Still, New York accounts for nearly half of all projects, and Oregon, Vermont and California account for all but 8 percent of the rest of them, he noted. “Most of the states involved are in pilot mode, and it will be several years before any of these are fully integrated” into utility planning processes, he said.
GTM Research has a “DER life-cycle process” to explain how utilities can integrate their legacy customer, analytics, operational and asset management software systems into those centered on DER integration. “This allows utilities to connect lots of different processes,” he said. “Customer systems have to feed into planning. Planning systems have to feed into operations. And operations eventually has to feed into O&M, which largely involves utilities doing maintenance on their own equipment, but may in the future involve them working more directly with customers.”

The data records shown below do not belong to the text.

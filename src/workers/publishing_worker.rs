// Copyright (c) 2025 Kirky.X
//
// Licensed under the MIT License
// See LICENSE file in the project root for full license information.

use crate::capabilities::traits::{
    ApprovedContentStore, PublishOptions, PublishReceipt, Publisher,
};
use crate::domain::models::content::ApprovedContent;
use crate::domain::models::performance::{ContentPerformanceMetrics, TrackingPeriod};
use crate::domain::models::publishing_job::{AutomatedPublishingJob, PublishingResult};
use crate::domain::models::site::RoutingRequest;
use crate::domain::repositories::job_store::JobStore;
use crate::domain::services::performance_service::TrackingTaskPayload;
use crate::domain::services::publishing_service::{
    AutomatedPublishingService, PublishingTaskPayload,
};
use crate::domain::services::routing_service::RoutingService;
use crate::queue::scheduler::TaskScheduler;
use crate::queue::task_queue::{QueuedTask, TaskKind, TaskQueue};
use anyhow::Result;
use std::sync::Arc;
use std::time::Duration;
use tokio::time::sleep;
use tracing::{error, info, instrument, warn};
use uuid::Uuid;

/// 站点发布工作器
///
/// 从发布队列拉取任务：查询已审核内容、经路由决定目标站点、
/// 调用发布能力，并在成功后安排三个延迟点的性能跟踪任务。
pub struct PublishingWorker<Q: TaskQueue> {
    service: Arc<AutomatedPublishingService<Q>>,
    publisher: Arc<dyn Publisher>,
    content_store: Arc<dyn ApprovedContentStore>,
    router: Arc<RoutingService>,
    metrics_store: Arc<dyn JobStore<ContentPerformanceMetrics>>,
    scheduler: Arc<TaskScheduler<Q>>,
    /// 性能记录TTL
    metrics_ttl: Duration,
    worker_id: Uuid,
}

impl<Q: TaskQueue> PublishingWorker<Q> {
    /// 创建新的站点发布工作器实例
    #[allow(clippy::too_many_arguments)]
    pub fn new(
        service: Arc<AutomatedPublishingService<Q>>,
        publisher: Arc<dyn Publisher>,
        content_store: Arc<dyn ApprovedContentStore>,
        router: Arc<RoutingService>,
        metrics_store: Arc<dyn JobStore<ContentPerformanceMetrics>>,
        scheduler: Arc<TaskScheduler<Q>>,
        metrics_ttl: Duration,
    ) -> Self {
        Self {
            service,
            publisher,
            content_store,
            router,
            metrics_store,
            scheduler,
            metrics_ttl,
            worker_id: Uuid::new_v4(),
        }
    }

    /// 运行工作器循环
    pub async fn run(&self, queue: Arc<Q>) {
        info!("Publishing worker {} started", self.worker_id);

        loop {
            match queue.dequeue(TaskKind::Publishing).await {
                Ok(Some(task)) => {
                    if let Err(e) = self.process_task(task).await {
                        error!("Error processing publish task: {}", e);
                    }
                }
                Ok(None) => sleep(Duration::from_secs(1)).await,
                Err(e) => {
                    error!("Error dequeuing publish task: {}", e);
                    sleep(Duration::from_secs(1)).await;
                }
            }
        }
    }

    #[instrument(skip(self, queued), fields(task_id = %queued.id, job_id = %queued.job_id))]
    async fn process_task(&self, queued: QueuedTask) -> Result<()> {
        let payload: PublishingTaskPayload = match serde_json::from_value(queued.payload.clone()) {
            Ok(payload) => payload,
            Err(e) => {
                warn!("Malformed publish payload, dropping task: {}", e);
                return Ok(());
            }
        };

        let job = match self.service.begin_task(payload.publishing_job_id).await? {
            Some(job) => job,
            None => return Ok(()),
        };

        let result = self.publish_one(&job, &payload).await;
        self.service
            .apply_result(payload.publishing_job_id, result)
            .await?;
        Ok(())
    }

    /// 发布单篇内容
    ///
    /// 无论成败都产出一条PublishingResult；失败不会中止同一
    /// 作业的其余任务。
    async fn publish_one(
        &self,
        job: &AutomatedPublishingJob,
        payload: &PublishingTaskPayload,
    ) -> PublishingResult {
        let content = match self.content_store.get_by_id(payload.content_id).await {
            Ok(Some(content)) if content.approved => content,
            Ok(_) => {
                return self.failure(payload, None, "content missing or not approved");
            }
            Err(e) => {
                return self.failure(payload, None, &e.to_string());
            }
        };

        let routing_request =
            RoutingRequest::from_content(&content, job.settings.target_site_id.clone());
        let site = match self.router.determine_target_site(&routing_request) {
            Ok(site) => site,
            Err(e) => {
                return self.failure(payload, None, &e.to_string());
            }
        };

        let options = PublishOptions {
            status: job.settings.status.clone(),
            categories: job.settings.categories.clone(),
            tags: job.settings.tags.clone(),
            scheduled_date: job.settings.scheduled_date,
        };

        match self.publisher.publish(&content, &site, &options).await {
            Ok(receipt) => {
                info!(
                    content_id = %content.id,
                    site_id = %site.id,
                    external_id = %receipt.external_id,
                    "Content published"
                );
                let tracking_enabled = job.settings.enable_performance_tracking;
                if tracking_enabled {
                    if let Err(e) = self.schedule_tracking(job, &content, &receipt).await {
                        // 跟踪排期失败不回滚已成功的发布
                        warn!(content_id = %content.id, "Failed to schedule tracking: {}", e);
                    }
                }
                PublishingResult {
                    task_id: payload.task_id,
                    content_id: payload.content_id,
                    success: true,
                    site_id: Some(site.id),
                    external_id: Some(receipt.external_id),
                    external_url: Some(receipt.external_url),
                    error: None,
                    published_at: Some(receipt.published_at),
                    performance_tracking_enabled: tracking_enabled,
                }
            }
            Err(e) => {
                warn!(content_id = %content.id, "Publish failed: {}", e);
                self.failure(payload, Some(site.id), &e.to_string())
            }
        }
    }

    /// 创建性能记录并安排24h/7d/30d三次跟踪
    async fn schedule_tracking(
        &self,
        job: &AutomatedPublishingJob,
        content: &ApprovedContent,
        receipt: &PublishReceipt,
    ) -> Result<()> {
        let record = ContentPerformanceMetrics::new(
            content.id,
            receipt.external_id.clone(),
            receipt.external_url.clone(),
            receipt.published_at,
            content.quality_score,
            content
                .ai_provider
                .clone()
                .unwrap_or_else(|| "unknown".to_string()),
        );
        self.metrics_store
            .put(content.id, &record, self.metrics_ttl)
            .await?;

        for period in TrackingPeriod::all() {
            let payload = serde_json::to_value(TrackingTaskPayload {
                content_id: content.id,
                external_post_id: receipt.external_id.clone(),
                period,
            })?;
            let task = QueuedTask::new(TaskKind::Tracking, job.id, payload, 0);
            self.scheduler
                .schedule_at(task, receipt.published_at + period.delay())
                .await?;
        }
        Ok(())
    }

    fn failure(
        &self,
        payload: &PublishingTaskPayload,
        site_id: Option<String>,
        error: &str,
    ) -> PublishingResult {
        PublishingResult {
            task_id: payload.task_id,
            content_id: payload.content_id,
            success: false,
            site_id,
            external_id: None,
            external_url: None,
            error: Some(error.to_string()),
            published_at: None,
            performance_tracking_enabled: false,
        }
    }
}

Finally, “we’re talking about a lot more data than we’re used to,” said Kellison. “To get to a point where we can identify and target these resources, we’re going to need new platforms,” such as distributed energy resource management systems, which can integrate data from multiple systems and sources and convert it into actionable intelligence for utilities.
“In some ways, that portion of this evolution is something like what we saw in...the late 2000s, when utilities spent billions to upgrade their GIS technology,” he said. “That same transformation has to happen in distribution planning and operations over the next five to 10 years.”